As ratings games go, this one is pretty much X-rated.
There’s no other way to sugarcoat Wall Street’s reaction after HP Inc. HPQ, -5.92% announced a trifecta of jolting news during its third-quarter earnings statement Thursday: It named a new CEO, reported a significant slide in printer supply sales, and offered tepid guidance for its current quarter amid economic uncertainty.
HP shares were down 7% to $17.59 on Friday, which would be its lowest closing price since July 7, 2017, when it closed at $17.35.
Thursday’s news drop prompted a handful of analysts to reduce their price targets on the stock, which is near a 52-week low. (HP shares are down 14% this year, and 27% over the past 12 months. The S&P 500 index, by comparison, is up 15% this year and flat over the past 12 months.)
Barclays reiterated its rating on HP as equal weight but trimmed its price target to $20 from $21. Citigroup maintained a hold rating while slicing its target to $20 from $21. Wells Fargo reiterated its market perform rating and cut its target to $20 from $23.
Of the 18 analysts tracking HP, only five recommend buy on its stock while 12 rate it a hold. Only one analyst recommends sell. Analysts have an average price target of $21.66, which implies a premium of 14% based on HP’s closing price of $18.93 on Thursday.
One of the most brutal assessments came from Evercore ISI analyst Amit Daryanani, who downgraded HP shares to in-line from outperform and lowered his target price to $19 from $23.
“We think the stock may languish until we see an improvement in the Supplies revenue trajectory something we currently do not have a line of sight for (management does not expect Supplies revenue to grow in FY20),” Daryanani said in an Aug. 22 note.

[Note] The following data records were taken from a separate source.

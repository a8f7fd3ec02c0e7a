//! The protocol version from the request line.

use std::fmt;
use std::str::FromStr;

use crate::parser::error::Error;

/// HTTP/1.x only; the transport speaks nothing newer.
#[derive(Debug, Clone, Copy, PartialEq, Eq, Hash)]
pub enum HttpVersion {
    Http10,
    Http11,
}

impl HttpVersion {
    pub const fn as_str(&self) -> &'static str {
        match self {
            HttpVersion::Http10 => "HTTP/1.0",
            HttpVersion::Http11 => "HTTP/1.1",
        }
    }

    /// HTTP/1.1 requests must carry a `Host` header.
    pub fn requires_host(&self) -> bool {
        *self == HttpVersion::Http11
    }
}

impl FromStr for HttpVersion {
    type Err = Error;

    fn from_str(s: &str) -> Result<Self, Self::Err> {
        [HttpVersion::Http10, HttpVersion::Http11]
            .into_iter()
            .find(|version| version.as_str() == s)
            .ok_or_else(|| Error::InvalidVersion(s.to_string()))
    }
}

impl fmt::Display for HttpVersion {
    fn fmt(&self, f: &mut fmt::Formatter<'_>) -> fmt::Result {
        f.write_str(self.as_str())
    }
}
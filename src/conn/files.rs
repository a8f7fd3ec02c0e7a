//! Path resolution for file responses.

use std::path::{Component, Path, PathBuf};

/// Resolve `requested` to the path that will be opened, or `None` if it
/// must not be served.
///
/// Relative paths are taken relative to `public_dir`. Paths ending in `.` or
/// `/` are always refused. With `safe` set, the lexically normalized path
/// must lie strictly inside `public_dir`.
pub fn resolve_file(public_dir: &Path, requested: &Path, safe: bool) -> Option<PathBuf> {
    let raw = requested.to_string_lossy();
    if raw.is_empty() || raw.ends_with('.') || raw.ends_with('/') {
        return None;
    }

    let resolved = normalize(&public_dir.join(requested));

    if safe {
        let root = normalize(public_dir);
        if resolved == root || !resolved.starts_with(&root) {
            return None;
        }
    }

    Some(resolved)
}

/// Collapse `.` and `..` without touching the filesystem.
fn normalize(path: &Path) -> PathBuf {
    let mut normalized = PathBuf::new();
    for component in path.components() {
        match component {
            Component::CurDir => {}
            Component::ParentDir => match normalized.components().next_back() {
                Some(Component::Normal(_)) => {
                    normalized.pop();
                }
                // `..` at the root stays at the root
                Some(Component::RootDir) | Some(Component::Prefix(_)) => {}
                _ => normalized.push(".."),
            },
            other => normalized.push(other.as_os_str()),
        }
    }
    normalized
}

/// Content type for a file, by extension.
pub fn mime_type(path: &Path) -> &'static str {
    match path.extension().and_then(|ext| ext.to_str()) {
        Some("css") => "text/css",
        Some("html") | Some("htm") => "text/html",
        Some("js") => "application/javascript",
        Some("json") => "application/json",
        Some("png") => "image/png",
        Some("jpg") | Some("jpeg") => "image/jpeg",
        Some("svg") => "image/svg+xml",
        Some("ico") => "image/x-icon",
        _ => "text/plain",
    }
}
//! Route registration, lookup and dispatch.

mod dispatcher;
mod error;
mod handler;
mod trie;
mod tests;

pub use dispatcher::{Pipeline, Router};
pub use error::Error;
pub use handler::{pipe, Handler, HandlerResult, Pipe, Route};
pub use trie::{RouteMatch, RouteTrie};
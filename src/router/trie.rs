//! Per-method segment tries.

use std::collections::HashMap;

use crate::params::{PathSegment, PathSpec};
use crate::parser::Method;
use crate::router::handler::Route;

/// A node in the route trie.
///
/// Literal children are keyed by their exact text. Named and wildcard
/// segments share the single parameter slot, so two patterns that differ
/// only in a parameter name end up on the same node.
#[derive(Default)]
struct Node {
    /// `None` for a root.
    segment: Option<PathSegment>,
    /// Present on terminal nodes only.
    route: Option<Route>,
    literals: HashMap<String, Node>,
    param: Option<Box<Node>>,
}

impl Node {
    fn with_segment(segment: PathSegment) -> Self {
        Self {
            segment: Some(segment),
            ..Self::default()
        }
    }

    fn is_terminal(&self) -> bool {
        self.route.is_some()
    }

    fn child(&self, text: &str) -> Option<&Node> {
        self.literals.get(text).or(self.param.as_deref())
    }

    fn collect(&self, prefix: &str, out: &mut Vec<String>) {
        if self.is_terminal() {
            out.push(if prefix.is_empty() { "/".to_string() } else { prefix.to_string() });
        }

        let mut literals: Vec<(&String, &Node)> = self.literals.iter().collect();
        literals.sort_by(|a, b| a.0.cmp(b.0));

        let children = literals
            .into_iter()
            .map(|(_, node)| node)
            .chain(self.param.as_deref());

        for child in children {
            let label = match &child.segment {
                Some(PathSegment::Literal(text)) if text == PathSpec::ROOT => String::new(),
                Some(PathSegment::Literal(text)) => format!("/{text}"),
                Some(PathSegment::Named(name)) => format!("/#{name}"),
                Some(PathSegment::Wildcard(name)) => format!("/*{name}"),
                None => String::new(),
            };
            child.collect(&format!("{prefix}{label}"), out);
        }
    }
}

/// A successful lookup.
pub struct RouteMatch<'a> {
    pub route: &'a Route,
    /// Captured parameters, percent-decoded.
    pub params: HashMap<String, String>,
}

/// Routes keyed by method, plus a default trie for routes registered
/// without one.
#[derive(Default)]
pub struct RouteTrie {
    roots: HashMap<Method, Node>,
    default: Node,
}

impl RouteTrie {
    pub fn new() -> Self {
        Self::default()
    }

    /// Register `route` for `pattern`. `None` registers on the default trie.
    ///
    /// Re-registering the same structure replaces the handler; a different
    /// parameter name at an occupied parameter slot renames the capture.
    pub fn insert(&mut self, method: Option<Method>, pattern: &PathSpec, route: Route) {
        let mut current = match method {
            Some(method) => self.roots.entry(method).or_default(),
            None => &mut self.default,
        };

        for segment in pattern.segments() {
            current = match segment {
                PathSegment::Literal(text) => current
                    .literals
                    .entry(text.clone())
                    .or_insert_with(|| Node::with_segment(segment.clone())),
                PathSegment::Named(_) | PathSegment::Wildcard(_) => {
                    let slot: &mut Node = current
                        .param
                        .get_or_insert_with(|| Box::new(Node::with_segment(segment.clone())));
                    slot.segment = Some(segment.clone());
                    slot
                }
            };
        }

        current.route = Some(route);
    }

    /// Find the route for a request path.
    ///
    /// Literal children take priority over the parameter slot. Reaching a
    /// wildcard node captures every remaining segment joined by `/` and ends
    /// the walk. The method's own trie is used if it has one, otherwise the
    /// default trie.
    pub fn lookup(&self, method: Method, path: &PathSpec) -> Option<RouteMatch<'_>> {
        let mut current = self.roots.get(&method).unwrap_or(&self.default);
        let mut captures: Vec<(&str, String)> = Vec::new();
        let segments = path.segments();

        for (i, segment) in segments.iter().enumerate() {
            let child = current.child(segment.text())?;
            current = child;

            match &child.segment {
                Some(PathSegment::Wildcard(name)) => {
                    let rest: Vec<&str> = segments[i..].iter().map(PathSegment::text).collect();
                    captures.push((name.as_str(), rest.join("/")));
                    break;
                }
                Some(PathSegment::Named(name)) => captures.push((name.as_str(), segment.text().to_string())),
                _ => {}
            }
        }

        let route = current.route.as_ref()?;
        let params = captures
            .into_iter()
            .map(|(name, raw)| {
                let value = urlencoding::decode(&raw)
                    .map(|decoded| decoded.into_owned())
                    .unwrap_or_else(|_| raw.clone());
                (name.to_string(), value)
            })
            .collect();

        Some(RouteMatch { route, params })
    }

    /// Every registered pattern, by method. `None` is the default trie.
    pub fn patterns(&self) -> Vec<(Option<Method>, String)> {
        let mut patterns = Vec::new();

        let mut methods: Vec<&Method> = self.roots.keys().collect();
        methods.sort_by_key(|method| method.as_str());

        for method in methods {
            let mut paths = Vec::new();
            self.roots[method].collect("", &mut paths);
            patterns.extend(paths.into_iter().map(|path| (Some(*method), path)));
        }

        let mut paths = Vec::new();
        self.default.collect("", &mut paths);
        patterns.extend(paths.into_iter().map(|path| (None, path)));

        patterns
    }
}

Analysts were bracing for a rough quarter from HP because of a tariff war with China and uncertainty over the global economy. CEO Dion Weisler, who announced he is departing the company to address a “family health matter” in Australia, cautioned in a conference call Thursday that “macro economic softness” impacted supplies sales. HP said printing supply revenue declined 7% year-over-year to $3.2 billion — its worst decline for that business in three years. (Analysts expected a 2% drop.)
Enrique Lores, a 30-year HP veteran who heads the $20 billion imaging and printer division, is scheduled to succeed Weisler on Nov. 1.
Strong PC sales in the second quarter did offset the hit, bringing overall revenue for the quarter in line with Wall Street’s forecasts. But the surge could be temporary with 10% tariffs on all Chinese exports to begin Sept. 1. This will “likely affect HP Inc.’s laptop business within the U.S., which accounts for about 13% of revenue,” AB Bernstein analyst Toni Sacconaghi warned in an Aug. 13 note.
Accordingly, analysts expect HP’s sales to taper. They predict flat revenue in fiscal 2019 and 2020, down from 12% growth in fiscal 2018.